Exercise requirements
Extract precisely the lines of the entries below, from the first line through the line containing "let commands: CommandLine".

Listed entries
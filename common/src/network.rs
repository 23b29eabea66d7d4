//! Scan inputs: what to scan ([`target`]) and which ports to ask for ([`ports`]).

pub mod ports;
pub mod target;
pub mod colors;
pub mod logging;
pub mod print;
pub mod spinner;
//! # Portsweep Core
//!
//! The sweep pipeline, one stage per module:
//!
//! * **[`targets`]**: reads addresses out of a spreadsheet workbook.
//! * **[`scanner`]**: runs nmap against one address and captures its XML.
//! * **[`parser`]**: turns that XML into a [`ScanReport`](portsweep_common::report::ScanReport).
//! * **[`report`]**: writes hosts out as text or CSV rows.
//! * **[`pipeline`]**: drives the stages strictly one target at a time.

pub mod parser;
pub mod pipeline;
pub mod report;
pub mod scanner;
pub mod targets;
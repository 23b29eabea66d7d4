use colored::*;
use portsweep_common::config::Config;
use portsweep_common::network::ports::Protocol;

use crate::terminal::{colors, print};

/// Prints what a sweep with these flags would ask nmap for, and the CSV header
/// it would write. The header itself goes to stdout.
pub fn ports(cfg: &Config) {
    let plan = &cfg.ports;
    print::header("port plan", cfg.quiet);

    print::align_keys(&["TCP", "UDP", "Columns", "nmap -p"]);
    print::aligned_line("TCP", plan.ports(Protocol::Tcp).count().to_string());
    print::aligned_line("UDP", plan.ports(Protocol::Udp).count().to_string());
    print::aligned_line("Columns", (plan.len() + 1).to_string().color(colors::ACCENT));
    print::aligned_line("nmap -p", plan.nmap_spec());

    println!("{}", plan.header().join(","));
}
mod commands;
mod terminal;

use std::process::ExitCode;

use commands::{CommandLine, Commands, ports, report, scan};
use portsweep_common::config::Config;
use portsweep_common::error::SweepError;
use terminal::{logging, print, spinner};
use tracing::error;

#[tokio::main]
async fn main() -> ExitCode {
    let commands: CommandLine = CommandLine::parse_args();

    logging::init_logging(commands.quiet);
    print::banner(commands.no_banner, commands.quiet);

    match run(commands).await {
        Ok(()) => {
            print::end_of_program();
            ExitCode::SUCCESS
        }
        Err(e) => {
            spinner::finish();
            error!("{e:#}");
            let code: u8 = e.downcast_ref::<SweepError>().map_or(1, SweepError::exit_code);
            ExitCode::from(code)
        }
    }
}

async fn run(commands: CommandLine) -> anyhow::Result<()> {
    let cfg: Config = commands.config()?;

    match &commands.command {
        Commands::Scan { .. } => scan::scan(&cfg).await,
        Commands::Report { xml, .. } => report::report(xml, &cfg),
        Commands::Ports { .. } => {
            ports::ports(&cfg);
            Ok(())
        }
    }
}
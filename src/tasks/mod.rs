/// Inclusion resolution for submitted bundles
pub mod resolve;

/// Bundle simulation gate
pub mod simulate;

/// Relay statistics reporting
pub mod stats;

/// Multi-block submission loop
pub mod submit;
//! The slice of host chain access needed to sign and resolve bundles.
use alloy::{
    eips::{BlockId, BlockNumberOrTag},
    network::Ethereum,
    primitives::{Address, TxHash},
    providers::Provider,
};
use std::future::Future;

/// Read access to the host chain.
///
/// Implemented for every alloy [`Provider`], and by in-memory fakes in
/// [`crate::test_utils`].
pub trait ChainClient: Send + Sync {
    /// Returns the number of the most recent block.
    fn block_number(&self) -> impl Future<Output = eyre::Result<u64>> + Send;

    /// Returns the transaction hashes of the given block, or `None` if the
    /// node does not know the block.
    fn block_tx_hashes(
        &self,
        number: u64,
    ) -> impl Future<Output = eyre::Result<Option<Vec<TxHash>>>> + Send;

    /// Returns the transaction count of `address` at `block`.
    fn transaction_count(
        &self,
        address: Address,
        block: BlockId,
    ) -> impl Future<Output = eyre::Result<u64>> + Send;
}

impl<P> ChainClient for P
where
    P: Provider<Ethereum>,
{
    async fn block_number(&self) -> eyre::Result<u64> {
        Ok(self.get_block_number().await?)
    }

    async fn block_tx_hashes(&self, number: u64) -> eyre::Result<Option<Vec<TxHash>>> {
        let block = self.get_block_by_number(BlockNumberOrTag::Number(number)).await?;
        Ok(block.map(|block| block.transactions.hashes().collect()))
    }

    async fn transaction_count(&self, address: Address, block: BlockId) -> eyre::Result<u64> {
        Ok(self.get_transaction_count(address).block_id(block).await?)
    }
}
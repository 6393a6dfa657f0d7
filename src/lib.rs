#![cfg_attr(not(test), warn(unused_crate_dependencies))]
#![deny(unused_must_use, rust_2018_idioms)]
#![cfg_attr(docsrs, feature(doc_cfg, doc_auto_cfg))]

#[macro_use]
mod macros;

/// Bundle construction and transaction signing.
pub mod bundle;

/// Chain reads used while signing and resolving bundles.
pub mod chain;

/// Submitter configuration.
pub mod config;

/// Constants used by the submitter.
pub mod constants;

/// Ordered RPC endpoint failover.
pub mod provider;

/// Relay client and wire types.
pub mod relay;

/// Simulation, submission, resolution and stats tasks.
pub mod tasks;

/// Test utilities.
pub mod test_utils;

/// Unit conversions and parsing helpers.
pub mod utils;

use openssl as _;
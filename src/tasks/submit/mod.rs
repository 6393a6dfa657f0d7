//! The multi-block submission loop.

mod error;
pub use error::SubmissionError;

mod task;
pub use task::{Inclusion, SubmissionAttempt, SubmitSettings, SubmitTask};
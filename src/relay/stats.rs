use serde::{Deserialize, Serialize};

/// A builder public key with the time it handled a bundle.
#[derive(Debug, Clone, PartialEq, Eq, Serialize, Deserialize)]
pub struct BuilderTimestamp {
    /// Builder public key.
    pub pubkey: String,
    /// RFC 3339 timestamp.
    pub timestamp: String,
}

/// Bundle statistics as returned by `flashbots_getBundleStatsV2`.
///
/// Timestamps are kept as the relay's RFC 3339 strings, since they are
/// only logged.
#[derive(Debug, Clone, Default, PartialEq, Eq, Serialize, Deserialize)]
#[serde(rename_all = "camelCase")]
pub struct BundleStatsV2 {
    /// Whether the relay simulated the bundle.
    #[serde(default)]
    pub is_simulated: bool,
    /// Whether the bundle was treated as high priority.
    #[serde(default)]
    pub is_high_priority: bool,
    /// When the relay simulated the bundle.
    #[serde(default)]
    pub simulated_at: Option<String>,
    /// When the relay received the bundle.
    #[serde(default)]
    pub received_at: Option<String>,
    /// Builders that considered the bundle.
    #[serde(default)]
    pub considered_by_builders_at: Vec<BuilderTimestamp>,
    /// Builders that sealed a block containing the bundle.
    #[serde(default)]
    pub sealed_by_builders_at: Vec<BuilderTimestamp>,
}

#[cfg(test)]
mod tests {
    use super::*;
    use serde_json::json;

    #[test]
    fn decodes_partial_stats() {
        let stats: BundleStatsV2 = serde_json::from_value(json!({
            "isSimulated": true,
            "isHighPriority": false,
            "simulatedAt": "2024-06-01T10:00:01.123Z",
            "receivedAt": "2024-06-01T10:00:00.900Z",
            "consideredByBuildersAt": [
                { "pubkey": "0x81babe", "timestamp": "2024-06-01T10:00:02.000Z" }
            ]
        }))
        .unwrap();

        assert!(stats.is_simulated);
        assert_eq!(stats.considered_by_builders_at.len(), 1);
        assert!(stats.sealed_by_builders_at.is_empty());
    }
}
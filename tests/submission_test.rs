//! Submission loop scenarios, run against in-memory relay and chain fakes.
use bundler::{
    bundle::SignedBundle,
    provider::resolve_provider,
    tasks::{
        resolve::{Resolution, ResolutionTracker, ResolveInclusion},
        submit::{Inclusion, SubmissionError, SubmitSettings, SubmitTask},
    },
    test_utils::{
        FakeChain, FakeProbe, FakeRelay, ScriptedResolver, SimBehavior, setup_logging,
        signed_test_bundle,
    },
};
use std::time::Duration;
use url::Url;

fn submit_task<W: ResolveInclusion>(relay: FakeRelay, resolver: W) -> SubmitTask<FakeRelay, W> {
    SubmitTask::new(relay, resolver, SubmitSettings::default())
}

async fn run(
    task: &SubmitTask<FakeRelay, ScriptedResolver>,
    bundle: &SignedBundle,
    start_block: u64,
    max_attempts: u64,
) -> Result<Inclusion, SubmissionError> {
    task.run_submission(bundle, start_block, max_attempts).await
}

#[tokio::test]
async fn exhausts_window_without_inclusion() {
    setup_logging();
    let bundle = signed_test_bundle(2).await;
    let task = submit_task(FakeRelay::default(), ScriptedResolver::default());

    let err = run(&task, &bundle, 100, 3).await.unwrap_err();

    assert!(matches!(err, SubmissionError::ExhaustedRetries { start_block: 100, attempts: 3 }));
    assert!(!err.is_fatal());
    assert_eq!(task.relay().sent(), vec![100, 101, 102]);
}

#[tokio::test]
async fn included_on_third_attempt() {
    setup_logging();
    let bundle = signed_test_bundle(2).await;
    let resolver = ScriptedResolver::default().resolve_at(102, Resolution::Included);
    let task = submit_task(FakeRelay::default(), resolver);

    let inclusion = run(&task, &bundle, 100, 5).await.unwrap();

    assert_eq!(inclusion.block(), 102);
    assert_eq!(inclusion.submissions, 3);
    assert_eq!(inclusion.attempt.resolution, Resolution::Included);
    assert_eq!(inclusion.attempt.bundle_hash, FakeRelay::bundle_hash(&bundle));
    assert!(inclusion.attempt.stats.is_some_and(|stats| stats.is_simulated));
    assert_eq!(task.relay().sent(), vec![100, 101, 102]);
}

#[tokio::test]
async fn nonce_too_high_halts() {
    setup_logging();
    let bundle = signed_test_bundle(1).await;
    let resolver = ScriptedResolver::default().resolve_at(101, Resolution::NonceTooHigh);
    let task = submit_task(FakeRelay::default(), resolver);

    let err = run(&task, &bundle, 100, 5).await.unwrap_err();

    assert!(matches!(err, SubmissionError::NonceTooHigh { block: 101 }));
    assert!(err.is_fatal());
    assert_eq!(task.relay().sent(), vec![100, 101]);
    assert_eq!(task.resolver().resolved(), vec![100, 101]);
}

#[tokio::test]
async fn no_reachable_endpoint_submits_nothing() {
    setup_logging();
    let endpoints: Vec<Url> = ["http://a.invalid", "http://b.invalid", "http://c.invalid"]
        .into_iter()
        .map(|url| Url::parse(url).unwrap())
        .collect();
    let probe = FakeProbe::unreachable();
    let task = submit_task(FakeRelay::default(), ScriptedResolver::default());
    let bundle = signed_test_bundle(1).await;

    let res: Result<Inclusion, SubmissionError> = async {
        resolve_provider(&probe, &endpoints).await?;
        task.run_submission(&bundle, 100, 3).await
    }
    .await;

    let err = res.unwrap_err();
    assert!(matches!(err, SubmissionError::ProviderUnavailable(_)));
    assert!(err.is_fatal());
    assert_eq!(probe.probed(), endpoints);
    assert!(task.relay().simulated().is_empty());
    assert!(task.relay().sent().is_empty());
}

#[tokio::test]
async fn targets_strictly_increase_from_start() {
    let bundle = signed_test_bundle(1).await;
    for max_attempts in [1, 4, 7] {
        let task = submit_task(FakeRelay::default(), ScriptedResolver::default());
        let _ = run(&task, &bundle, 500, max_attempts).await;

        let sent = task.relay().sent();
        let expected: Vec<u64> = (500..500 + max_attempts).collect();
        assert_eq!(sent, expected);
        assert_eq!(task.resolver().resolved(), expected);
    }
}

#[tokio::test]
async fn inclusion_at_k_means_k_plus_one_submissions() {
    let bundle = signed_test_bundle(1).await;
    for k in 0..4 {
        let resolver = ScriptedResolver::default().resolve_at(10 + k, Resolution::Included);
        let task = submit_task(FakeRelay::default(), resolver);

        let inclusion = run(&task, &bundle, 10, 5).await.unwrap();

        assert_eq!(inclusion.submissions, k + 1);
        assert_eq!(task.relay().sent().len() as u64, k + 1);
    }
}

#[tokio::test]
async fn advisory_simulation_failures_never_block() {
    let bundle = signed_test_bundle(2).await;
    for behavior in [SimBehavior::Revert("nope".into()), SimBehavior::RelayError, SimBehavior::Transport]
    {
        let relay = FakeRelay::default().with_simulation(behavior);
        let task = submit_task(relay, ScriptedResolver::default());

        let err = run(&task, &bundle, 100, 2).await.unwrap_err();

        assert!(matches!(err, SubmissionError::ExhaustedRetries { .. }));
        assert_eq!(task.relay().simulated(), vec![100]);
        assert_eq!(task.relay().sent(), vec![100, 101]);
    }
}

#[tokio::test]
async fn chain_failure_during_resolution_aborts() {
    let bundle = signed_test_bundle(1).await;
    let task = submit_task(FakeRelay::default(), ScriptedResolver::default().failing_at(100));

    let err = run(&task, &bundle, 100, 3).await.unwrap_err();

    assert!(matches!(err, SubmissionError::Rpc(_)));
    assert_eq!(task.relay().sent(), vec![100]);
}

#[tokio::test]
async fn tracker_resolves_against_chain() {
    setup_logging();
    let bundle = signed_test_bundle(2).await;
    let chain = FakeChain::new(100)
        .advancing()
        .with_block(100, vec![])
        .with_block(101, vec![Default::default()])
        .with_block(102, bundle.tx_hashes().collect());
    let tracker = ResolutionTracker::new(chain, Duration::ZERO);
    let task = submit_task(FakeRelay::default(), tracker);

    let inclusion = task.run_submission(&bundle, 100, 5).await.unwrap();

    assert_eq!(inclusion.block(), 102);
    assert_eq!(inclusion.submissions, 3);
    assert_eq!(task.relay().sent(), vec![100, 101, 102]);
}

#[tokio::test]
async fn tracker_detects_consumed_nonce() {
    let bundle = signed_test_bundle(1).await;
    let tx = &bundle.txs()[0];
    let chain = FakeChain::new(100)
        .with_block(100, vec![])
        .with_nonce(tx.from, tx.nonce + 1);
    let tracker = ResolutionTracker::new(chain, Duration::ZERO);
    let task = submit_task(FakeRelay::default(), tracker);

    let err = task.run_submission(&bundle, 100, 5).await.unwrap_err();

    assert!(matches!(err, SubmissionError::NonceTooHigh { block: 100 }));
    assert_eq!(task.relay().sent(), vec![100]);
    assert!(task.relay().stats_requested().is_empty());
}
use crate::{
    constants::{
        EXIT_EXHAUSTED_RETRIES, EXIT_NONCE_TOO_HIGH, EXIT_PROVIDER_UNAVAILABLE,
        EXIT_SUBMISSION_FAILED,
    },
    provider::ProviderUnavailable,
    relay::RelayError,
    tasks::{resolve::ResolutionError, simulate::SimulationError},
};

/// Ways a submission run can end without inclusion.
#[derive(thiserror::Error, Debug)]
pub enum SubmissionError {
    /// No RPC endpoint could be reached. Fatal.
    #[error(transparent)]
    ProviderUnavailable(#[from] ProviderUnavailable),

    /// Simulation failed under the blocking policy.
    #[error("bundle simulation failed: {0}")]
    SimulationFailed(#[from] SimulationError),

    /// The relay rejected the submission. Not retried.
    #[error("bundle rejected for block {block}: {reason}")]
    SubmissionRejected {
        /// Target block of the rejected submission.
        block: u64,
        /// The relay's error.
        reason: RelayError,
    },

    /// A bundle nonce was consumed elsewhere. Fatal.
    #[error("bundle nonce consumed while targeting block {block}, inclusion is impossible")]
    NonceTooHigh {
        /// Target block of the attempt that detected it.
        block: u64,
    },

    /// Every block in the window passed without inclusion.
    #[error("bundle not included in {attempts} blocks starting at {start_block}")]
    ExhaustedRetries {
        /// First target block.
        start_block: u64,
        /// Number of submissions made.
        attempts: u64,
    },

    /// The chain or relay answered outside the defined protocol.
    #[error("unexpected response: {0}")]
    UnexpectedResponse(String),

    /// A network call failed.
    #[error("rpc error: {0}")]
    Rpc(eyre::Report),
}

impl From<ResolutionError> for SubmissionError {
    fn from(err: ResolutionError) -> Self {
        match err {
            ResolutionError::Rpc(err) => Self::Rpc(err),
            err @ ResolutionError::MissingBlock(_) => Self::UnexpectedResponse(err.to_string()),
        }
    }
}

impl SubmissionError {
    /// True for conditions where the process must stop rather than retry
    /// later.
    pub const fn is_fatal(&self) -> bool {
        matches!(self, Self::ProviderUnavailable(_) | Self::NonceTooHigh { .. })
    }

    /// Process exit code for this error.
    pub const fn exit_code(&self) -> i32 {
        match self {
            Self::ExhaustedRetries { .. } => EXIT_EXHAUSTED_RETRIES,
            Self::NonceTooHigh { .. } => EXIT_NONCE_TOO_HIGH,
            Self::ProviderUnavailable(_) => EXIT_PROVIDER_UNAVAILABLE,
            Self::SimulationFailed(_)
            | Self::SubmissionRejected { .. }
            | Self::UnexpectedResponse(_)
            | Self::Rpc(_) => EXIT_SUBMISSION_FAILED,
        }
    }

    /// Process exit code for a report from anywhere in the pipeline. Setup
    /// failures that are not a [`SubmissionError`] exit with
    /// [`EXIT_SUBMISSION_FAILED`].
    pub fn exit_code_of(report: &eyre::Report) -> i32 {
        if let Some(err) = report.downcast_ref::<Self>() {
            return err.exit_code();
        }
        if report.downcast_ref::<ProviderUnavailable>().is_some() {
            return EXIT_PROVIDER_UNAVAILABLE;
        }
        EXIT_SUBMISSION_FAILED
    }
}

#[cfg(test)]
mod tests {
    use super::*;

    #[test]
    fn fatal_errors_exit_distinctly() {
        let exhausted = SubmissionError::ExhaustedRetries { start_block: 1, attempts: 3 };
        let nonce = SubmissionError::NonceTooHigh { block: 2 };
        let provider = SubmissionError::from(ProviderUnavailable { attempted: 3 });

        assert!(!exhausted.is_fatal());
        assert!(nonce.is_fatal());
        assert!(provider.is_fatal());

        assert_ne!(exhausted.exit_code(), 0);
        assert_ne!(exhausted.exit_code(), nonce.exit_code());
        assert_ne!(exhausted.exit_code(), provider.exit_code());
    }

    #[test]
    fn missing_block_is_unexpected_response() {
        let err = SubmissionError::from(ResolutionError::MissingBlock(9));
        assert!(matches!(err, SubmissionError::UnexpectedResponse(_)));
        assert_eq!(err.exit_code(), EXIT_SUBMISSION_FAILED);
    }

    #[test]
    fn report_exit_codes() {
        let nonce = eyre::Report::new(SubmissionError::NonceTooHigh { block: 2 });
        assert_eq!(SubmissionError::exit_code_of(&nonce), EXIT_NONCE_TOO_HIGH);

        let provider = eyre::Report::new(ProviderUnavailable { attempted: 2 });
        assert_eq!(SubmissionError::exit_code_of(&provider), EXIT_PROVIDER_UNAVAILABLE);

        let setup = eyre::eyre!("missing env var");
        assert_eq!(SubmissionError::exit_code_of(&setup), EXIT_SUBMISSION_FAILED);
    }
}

Output of the task
filename common/src/network.rs
repository 23b29eabea66d7d4
//! Scan inputs: what to scan ([`target`]) and which ports to ask for ([`ports`]).

pub mod ports;
pub mod target;
pub mod colors;
pub mod logging;
pub mod print;
pub mod spinner;
//! # Portsweep Core
//!
//! The sweep pipeline, one stage per module:
//!
//! * **[`targets`]**: reads addresses out of a spreadsheet workbook.
//! * **[`scanner`]**: runs nmap against one address and captures its XML.
//! * **[`parser`]**: turns that XML into a [`ScanReport`](portsweep_common::report::ScanReport).
//! * **[`report`]**: writes hosts out as text or CSV rows.
//! * **[`pipeline`]**: drives the stages strictly one target at a time.

pub mod parser;
pub mod pipeline;
pub mod report;
pub mod scanner;
pub mod targets;
repository 23b29eabea66d7d4
use colored::*;
use portsweep_common::config::Config;
use portsweep_common::network::ports::Protocol;

use crate::terminal::{colors, print};

/// Prints what a sweep with these flags would ask nmap for, and the CSV header
/// it would write. The header itself goes to stdout.
pub fn ports(cfg: &Config) {
    let plan = &cfg.ports;
    print::header("port plan", cfg.quiet);

    print::align_keys(&["TCP", "UDP", "Columns", "nmap -p"]);
    print::aligned_line("TCP", plan.ports(Protocol::Tcp).count().to_string());
    print::aligned_line("UDP", plan.ports(Protocol::Udp).count().to_string());
    print::aligned_line("Columns", (plan.len() + 1).to_string().color(colors::ACCENT));
    print::aligned_line("nmap -p", plan.nmap_spec());

    println!("{}", plan.header().join(","));
}
mod commands;
mod terminal;

use std::process::ExitCode;

use commands::{CommandLine, Commands, ports, report, scan};
use portsweep_common::config::Config;
use portsweep_common::error::SweepError;
use terminal::{logging, print, spinner};
use tracing::error;

#[tokio::main]
async fn main() -> ExitCode {
    let commands: CommandLine = CommandLine::parse_args();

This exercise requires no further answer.